### Action item
The answer must be every line below that contains the string "DateTime".

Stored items
+-------+

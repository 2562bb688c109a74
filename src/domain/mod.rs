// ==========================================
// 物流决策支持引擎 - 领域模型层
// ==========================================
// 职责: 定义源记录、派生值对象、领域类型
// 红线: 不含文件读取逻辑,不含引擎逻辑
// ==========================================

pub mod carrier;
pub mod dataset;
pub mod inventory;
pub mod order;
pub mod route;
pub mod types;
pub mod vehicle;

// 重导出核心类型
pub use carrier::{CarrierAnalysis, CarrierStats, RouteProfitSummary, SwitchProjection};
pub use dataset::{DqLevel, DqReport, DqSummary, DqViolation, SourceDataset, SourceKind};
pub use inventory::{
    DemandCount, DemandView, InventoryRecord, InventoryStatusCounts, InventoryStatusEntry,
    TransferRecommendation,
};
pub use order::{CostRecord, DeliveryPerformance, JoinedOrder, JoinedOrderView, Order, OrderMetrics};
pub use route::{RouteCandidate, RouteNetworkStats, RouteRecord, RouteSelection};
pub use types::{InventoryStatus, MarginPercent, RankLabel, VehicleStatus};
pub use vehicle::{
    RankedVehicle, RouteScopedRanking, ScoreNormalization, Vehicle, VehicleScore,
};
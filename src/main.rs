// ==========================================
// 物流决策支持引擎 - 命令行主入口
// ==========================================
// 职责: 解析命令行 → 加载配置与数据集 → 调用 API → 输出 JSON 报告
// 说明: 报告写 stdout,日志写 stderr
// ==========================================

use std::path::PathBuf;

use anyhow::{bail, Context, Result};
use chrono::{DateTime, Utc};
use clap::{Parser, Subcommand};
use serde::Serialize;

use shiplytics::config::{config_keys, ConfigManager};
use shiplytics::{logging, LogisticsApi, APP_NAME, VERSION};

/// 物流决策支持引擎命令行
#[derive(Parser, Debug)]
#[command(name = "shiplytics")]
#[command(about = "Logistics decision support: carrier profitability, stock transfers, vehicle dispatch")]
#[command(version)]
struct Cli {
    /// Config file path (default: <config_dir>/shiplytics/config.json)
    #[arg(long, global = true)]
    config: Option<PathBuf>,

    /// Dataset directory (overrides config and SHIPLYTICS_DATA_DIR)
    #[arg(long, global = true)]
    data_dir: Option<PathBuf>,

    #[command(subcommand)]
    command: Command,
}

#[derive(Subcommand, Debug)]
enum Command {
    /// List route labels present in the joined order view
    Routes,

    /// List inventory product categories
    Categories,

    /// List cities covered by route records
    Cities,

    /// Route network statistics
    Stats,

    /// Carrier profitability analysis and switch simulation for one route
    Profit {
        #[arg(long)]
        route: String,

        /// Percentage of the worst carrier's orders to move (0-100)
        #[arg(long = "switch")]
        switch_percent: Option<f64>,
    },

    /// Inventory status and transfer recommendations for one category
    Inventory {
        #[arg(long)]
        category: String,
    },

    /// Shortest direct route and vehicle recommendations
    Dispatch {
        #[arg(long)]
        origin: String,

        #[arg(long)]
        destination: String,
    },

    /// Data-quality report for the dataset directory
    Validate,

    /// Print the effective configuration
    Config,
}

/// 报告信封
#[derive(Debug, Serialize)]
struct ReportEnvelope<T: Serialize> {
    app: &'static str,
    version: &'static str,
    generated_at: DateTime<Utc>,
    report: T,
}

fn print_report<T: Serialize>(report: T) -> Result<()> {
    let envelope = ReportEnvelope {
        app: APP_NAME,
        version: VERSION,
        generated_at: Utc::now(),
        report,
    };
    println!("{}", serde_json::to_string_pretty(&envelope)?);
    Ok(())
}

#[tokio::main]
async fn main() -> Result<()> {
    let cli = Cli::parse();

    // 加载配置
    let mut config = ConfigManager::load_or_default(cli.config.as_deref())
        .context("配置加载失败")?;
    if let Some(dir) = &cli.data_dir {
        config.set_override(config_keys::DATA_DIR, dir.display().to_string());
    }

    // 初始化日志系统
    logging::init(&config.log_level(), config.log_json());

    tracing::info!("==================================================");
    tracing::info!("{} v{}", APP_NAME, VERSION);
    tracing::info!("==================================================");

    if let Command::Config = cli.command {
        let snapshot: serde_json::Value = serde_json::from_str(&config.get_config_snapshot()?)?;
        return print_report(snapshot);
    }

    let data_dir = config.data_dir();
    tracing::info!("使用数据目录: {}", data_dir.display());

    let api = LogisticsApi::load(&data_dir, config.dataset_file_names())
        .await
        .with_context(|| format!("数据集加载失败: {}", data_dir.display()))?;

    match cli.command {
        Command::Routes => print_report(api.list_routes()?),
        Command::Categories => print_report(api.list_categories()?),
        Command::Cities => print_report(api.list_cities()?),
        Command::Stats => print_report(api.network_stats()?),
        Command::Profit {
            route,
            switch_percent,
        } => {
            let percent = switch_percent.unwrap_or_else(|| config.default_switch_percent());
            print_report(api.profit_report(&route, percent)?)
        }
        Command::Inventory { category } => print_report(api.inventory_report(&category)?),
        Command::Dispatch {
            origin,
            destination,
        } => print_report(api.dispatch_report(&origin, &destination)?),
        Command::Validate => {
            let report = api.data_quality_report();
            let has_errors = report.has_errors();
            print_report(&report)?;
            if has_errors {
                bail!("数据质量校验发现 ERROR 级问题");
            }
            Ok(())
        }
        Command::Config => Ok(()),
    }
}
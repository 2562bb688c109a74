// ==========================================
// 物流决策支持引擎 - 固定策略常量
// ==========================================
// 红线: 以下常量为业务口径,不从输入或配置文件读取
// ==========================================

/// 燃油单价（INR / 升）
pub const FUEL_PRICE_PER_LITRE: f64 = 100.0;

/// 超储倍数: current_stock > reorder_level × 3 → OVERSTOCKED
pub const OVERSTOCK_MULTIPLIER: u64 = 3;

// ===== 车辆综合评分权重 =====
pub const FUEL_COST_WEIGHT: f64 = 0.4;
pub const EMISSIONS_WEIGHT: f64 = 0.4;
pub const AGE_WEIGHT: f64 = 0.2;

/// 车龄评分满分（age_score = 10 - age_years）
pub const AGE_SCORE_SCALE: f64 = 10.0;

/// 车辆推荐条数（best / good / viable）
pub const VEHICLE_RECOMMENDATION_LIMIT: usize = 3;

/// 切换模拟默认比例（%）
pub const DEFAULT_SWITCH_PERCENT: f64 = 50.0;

+-------+

### Exercise answer
use chrono::{DateTime, Utc};
    generated_at: DateTime<Utc>,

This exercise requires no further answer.